SOURCE MATERIAL:
# # #

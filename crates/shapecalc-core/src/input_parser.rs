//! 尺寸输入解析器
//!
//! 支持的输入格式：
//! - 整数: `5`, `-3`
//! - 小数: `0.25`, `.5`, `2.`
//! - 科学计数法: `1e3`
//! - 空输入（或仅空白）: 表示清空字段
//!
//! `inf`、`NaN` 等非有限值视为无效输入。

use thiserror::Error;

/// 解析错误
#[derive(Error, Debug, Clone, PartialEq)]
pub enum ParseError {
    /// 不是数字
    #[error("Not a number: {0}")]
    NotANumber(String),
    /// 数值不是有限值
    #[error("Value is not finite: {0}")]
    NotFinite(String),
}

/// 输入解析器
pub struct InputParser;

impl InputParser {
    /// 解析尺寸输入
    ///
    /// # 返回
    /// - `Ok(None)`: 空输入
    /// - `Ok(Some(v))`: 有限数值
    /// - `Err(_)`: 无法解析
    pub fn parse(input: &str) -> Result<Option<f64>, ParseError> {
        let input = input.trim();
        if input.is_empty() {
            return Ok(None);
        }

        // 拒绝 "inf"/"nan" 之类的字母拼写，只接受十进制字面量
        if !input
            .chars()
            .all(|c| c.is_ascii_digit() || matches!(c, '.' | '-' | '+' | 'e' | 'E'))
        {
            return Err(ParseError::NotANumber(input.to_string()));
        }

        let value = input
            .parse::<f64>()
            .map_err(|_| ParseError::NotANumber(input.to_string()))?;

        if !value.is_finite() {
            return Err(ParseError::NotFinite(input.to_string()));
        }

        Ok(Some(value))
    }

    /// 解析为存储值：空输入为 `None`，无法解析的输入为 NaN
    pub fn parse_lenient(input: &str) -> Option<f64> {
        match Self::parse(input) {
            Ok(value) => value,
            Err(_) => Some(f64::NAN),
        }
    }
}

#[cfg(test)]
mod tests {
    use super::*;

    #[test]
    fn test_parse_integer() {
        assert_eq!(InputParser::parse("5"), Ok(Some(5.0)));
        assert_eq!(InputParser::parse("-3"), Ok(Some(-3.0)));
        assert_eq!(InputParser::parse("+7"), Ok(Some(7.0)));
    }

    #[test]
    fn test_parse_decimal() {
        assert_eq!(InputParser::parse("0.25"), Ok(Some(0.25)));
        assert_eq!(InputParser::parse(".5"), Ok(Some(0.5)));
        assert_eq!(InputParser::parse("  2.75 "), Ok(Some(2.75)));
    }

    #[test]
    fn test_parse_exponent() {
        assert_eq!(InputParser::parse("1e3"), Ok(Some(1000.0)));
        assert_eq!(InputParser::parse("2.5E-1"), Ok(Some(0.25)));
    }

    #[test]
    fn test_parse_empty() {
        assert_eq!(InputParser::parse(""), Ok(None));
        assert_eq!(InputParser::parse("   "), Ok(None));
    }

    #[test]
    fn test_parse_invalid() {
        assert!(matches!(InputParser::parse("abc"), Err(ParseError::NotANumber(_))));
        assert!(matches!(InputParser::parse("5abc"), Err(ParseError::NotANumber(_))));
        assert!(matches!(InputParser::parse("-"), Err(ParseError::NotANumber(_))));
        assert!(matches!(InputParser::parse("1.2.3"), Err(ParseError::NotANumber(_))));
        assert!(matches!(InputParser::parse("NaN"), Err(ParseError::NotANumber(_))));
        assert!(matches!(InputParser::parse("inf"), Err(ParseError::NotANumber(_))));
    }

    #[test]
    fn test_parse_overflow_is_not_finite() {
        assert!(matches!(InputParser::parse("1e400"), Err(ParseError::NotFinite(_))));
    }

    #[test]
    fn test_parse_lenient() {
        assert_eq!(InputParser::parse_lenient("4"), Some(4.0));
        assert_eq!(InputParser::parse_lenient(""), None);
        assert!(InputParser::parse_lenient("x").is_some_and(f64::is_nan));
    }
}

# # #

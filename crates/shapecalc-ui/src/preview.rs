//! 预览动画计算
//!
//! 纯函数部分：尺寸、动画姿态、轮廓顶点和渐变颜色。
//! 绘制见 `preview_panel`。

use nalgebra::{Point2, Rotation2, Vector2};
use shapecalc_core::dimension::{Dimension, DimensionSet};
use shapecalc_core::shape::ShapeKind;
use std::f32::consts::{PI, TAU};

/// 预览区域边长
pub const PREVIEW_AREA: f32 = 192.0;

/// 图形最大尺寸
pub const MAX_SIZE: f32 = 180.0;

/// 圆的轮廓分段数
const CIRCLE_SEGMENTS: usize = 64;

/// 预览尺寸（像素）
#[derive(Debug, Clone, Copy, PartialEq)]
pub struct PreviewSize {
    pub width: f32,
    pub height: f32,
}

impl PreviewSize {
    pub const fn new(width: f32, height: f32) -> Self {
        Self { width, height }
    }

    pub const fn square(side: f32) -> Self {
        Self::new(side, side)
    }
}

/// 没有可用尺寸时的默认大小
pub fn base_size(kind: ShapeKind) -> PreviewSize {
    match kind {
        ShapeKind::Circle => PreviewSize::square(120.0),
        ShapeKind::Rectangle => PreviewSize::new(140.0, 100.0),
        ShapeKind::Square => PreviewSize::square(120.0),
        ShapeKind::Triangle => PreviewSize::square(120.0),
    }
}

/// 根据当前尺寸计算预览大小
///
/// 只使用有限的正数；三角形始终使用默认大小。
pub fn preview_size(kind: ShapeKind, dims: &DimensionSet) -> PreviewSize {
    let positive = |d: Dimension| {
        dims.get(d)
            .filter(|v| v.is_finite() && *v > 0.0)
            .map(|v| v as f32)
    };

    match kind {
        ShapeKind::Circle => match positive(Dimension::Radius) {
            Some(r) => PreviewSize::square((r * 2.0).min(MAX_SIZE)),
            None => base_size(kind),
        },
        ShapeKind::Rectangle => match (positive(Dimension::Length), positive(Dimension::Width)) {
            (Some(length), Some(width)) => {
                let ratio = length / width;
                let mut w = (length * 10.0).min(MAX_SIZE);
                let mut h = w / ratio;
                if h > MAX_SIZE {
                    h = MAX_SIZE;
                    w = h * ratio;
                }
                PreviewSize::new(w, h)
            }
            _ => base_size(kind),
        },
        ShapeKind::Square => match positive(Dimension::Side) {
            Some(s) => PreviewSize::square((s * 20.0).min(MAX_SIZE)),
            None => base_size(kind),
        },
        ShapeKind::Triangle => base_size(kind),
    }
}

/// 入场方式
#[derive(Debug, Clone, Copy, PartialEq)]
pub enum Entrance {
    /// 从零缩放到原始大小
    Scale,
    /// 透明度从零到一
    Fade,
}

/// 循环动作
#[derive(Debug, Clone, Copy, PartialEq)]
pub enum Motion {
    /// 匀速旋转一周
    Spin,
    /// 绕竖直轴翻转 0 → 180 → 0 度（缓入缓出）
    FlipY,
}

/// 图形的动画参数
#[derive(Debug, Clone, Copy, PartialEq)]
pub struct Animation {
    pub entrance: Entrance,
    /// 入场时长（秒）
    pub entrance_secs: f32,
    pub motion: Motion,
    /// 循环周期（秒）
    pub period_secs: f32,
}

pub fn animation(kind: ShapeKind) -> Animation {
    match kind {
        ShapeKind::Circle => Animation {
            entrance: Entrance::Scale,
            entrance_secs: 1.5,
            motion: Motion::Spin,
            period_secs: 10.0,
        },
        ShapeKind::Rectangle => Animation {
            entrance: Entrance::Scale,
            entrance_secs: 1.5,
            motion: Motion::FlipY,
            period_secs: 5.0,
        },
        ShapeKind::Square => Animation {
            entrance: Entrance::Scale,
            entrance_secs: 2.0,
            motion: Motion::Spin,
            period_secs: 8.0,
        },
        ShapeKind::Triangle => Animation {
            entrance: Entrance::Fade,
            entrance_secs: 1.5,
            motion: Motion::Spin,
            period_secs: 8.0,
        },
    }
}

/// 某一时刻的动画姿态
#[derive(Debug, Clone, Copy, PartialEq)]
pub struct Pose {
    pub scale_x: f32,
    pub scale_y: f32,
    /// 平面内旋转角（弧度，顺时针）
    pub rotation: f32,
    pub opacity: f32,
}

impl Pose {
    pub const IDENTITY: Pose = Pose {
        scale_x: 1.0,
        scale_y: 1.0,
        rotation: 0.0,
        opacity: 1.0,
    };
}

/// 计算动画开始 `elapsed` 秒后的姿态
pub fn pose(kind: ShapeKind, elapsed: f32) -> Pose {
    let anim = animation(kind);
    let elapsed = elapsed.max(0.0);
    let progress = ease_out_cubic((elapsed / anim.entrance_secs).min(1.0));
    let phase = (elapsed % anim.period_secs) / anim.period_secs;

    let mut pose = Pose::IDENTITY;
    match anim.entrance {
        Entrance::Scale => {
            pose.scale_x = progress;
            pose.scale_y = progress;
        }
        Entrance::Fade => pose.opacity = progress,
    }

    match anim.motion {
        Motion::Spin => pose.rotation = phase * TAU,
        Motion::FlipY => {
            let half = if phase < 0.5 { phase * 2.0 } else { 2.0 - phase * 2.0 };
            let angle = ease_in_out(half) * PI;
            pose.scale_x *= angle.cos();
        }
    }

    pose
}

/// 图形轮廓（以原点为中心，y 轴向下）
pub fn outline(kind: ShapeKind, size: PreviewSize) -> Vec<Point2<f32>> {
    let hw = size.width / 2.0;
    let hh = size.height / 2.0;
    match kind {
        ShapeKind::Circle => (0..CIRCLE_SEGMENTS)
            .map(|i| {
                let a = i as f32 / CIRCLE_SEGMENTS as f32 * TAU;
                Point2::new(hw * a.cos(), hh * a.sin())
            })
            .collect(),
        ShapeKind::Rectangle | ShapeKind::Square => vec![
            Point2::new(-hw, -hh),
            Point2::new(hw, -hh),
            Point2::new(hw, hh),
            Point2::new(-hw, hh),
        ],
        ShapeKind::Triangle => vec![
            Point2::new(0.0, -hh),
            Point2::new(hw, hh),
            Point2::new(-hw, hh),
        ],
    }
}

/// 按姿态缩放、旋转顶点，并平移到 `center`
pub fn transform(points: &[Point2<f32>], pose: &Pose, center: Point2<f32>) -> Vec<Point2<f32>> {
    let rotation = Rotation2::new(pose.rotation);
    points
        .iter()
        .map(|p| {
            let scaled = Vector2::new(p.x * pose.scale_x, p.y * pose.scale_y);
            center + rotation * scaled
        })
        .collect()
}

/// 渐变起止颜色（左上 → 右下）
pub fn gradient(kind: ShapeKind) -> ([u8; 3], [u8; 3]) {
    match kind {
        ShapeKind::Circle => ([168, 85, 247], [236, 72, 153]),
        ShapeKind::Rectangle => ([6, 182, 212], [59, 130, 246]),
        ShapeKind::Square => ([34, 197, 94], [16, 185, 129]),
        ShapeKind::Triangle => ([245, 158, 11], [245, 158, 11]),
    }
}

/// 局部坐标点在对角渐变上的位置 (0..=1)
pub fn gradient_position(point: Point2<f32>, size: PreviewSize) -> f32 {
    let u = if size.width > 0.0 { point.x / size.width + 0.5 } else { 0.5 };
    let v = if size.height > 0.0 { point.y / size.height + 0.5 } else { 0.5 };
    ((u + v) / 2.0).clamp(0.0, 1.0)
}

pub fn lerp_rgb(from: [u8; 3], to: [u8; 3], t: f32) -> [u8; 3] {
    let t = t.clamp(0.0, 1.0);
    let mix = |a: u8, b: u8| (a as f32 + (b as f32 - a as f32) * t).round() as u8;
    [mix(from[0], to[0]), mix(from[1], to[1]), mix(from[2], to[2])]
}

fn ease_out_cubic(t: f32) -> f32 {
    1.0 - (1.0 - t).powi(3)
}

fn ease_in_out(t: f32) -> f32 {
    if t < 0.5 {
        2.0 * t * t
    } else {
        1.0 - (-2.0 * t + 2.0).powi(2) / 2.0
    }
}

# # #

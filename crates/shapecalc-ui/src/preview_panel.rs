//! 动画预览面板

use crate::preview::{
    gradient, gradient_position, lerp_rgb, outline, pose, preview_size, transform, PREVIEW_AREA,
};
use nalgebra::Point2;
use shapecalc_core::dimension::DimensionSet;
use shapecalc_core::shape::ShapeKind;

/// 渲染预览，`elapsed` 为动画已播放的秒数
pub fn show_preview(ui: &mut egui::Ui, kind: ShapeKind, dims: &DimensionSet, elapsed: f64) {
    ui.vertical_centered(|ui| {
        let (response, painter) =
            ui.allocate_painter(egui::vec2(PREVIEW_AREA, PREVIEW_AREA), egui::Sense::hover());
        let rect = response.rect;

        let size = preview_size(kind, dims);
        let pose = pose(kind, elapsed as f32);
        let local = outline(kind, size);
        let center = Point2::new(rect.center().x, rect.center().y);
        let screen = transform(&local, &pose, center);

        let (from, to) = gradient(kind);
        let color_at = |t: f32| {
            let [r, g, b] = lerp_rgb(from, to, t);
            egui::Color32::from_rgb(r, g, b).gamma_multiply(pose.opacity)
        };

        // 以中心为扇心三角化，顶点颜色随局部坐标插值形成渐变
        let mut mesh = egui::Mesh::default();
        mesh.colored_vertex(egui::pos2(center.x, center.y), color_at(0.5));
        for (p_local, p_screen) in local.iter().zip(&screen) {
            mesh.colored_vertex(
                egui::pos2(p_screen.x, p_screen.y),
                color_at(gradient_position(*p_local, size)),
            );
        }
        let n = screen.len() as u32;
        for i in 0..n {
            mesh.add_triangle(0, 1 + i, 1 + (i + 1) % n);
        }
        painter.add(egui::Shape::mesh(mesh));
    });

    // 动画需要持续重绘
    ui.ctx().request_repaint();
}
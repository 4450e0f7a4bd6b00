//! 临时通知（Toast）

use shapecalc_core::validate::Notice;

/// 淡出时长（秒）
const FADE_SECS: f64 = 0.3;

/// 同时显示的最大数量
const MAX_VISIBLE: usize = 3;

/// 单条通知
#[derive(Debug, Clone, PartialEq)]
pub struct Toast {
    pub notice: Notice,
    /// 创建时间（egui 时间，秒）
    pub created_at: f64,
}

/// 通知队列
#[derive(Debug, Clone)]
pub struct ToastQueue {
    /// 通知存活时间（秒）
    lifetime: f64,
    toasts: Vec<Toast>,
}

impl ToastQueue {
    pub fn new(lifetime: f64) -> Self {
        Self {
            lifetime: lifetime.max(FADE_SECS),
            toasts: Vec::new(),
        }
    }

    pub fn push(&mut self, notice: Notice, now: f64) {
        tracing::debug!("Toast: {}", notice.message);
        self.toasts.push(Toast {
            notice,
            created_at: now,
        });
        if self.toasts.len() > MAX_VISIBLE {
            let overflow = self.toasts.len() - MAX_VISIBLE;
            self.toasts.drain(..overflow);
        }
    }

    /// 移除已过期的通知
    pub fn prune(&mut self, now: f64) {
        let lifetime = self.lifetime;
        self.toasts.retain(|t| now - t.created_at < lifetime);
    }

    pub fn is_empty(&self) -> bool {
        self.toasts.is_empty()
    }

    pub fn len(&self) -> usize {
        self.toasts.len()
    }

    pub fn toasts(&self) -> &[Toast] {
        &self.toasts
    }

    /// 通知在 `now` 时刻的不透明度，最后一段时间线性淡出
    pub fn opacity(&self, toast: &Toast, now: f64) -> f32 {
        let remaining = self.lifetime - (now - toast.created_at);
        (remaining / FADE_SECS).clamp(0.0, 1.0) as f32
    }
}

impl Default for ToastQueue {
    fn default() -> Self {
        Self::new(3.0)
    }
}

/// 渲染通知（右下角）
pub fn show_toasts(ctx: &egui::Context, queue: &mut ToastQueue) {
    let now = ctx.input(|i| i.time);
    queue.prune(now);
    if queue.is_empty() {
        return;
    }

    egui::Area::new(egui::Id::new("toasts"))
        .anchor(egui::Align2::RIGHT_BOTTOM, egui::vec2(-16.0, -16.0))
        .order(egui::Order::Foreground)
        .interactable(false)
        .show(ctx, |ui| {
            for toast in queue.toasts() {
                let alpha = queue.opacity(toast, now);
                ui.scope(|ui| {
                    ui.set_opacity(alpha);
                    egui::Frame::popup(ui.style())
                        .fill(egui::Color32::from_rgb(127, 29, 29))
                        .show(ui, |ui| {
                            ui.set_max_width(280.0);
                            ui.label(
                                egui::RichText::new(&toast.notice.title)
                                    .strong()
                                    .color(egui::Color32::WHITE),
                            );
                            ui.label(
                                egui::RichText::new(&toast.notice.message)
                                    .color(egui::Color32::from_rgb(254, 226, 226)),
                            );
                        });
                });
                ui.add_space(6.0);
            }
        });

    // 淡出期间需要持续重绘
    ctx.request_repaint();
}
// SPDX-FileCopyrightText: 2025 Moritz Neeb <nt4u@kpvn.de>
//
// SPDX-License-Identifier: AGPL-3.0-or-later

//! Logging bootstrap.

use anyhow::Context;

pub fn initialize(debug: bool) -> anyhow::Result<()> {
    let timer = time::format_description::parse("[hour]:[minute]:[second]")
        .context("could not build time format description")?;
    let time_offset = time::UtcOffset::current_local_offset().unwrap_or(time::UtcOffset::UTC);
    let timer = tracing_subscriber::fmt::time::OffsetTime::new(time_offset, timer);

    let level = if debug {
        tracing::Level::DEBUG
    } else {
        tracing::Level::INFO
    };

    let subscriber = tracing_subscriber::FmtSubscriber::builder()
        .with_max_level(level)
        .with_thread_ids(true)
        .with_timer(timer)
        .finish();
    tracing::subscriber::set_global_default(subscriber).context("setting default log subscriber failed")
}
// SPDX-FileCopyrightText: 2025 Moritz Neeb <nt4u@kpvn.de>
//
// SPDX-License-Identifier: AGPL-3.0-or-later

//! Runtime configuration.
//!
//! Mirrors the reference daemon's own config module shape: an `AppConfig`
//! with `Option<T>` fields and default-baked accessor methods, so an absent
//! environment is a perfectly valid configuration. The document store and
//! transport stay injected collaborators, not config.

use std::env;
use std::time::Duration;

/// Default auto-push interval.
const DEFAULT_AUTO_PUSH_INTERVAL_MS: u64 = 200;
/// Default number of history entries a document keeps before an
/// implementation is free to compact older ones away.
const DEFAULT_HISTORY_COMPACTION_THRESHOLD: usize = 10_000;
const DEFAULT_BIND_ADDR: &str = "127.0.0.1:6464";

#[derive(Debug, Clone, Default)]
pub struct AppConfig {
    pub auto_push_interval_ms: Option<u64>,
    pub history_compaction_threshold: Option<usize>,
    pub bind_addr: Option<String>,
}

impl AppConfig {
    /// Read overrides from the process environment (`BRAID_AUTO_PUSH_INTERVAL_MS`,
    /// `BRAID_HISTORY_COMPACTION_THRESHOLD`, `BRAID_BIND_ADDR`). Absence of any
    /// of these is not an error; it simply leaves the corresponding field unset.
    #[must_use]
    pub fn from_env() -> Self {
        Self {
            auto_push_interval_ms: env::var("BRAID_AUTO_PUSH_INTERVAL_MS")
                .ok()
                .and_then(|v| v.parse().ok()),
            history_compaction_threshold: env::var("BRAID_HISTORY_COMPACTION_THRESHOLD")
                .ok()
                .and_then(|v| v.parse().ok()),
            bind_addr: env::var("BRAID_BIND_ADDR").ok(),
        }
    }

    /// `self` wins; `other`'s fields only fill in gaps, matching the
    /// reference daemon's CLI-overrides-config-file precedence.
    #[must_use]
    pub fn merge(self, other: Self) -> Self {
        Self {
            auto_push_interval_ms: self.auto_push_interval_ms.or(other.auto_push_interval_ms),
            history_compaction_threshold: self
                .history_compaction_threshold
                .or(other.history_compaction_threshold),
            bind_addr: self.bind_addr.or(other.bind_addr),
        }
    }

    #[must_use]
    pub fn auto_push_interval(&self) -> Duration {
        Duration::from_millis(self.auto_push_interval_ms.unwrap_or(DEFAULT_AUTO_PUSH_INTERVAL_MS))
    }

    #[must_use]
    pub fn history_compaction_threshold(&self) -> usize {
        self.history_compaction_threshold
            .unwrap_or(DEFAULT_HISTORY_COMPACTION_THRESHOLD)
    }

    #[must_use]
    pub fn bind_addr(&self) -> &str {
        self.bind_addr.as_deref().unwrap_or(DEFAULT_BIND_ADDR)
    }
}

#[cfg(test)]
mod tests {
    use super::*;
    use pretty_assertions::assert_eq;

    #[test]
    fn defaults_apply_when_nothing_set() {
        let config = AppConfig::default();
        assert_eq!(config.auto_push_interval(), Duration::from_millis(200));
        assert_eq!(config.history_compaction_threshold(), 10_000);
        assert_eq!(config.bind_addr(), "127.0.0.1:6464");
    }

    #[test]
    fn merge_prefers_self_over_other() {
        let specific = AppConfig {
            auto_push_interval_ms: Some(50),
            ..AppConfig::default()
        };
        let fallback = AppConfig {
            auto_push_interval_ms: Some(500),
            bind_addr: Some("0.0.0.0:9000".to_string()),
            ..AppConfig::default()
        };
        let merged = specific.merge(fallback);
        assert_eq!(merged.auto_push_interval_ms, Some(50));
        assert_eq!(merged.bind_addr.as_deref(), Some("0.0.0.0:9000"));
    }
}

# # #

WORK INSTRUCTION: Lines holding "crates" in the material above are to be reported.

RESPONSE AREA:
filename crates/shapecalc-core/src/input_parser.rs
filename crates/shapecalc-ui/src/preview.rs
filename crates/shapecalc-ui/src/preview_panel.rs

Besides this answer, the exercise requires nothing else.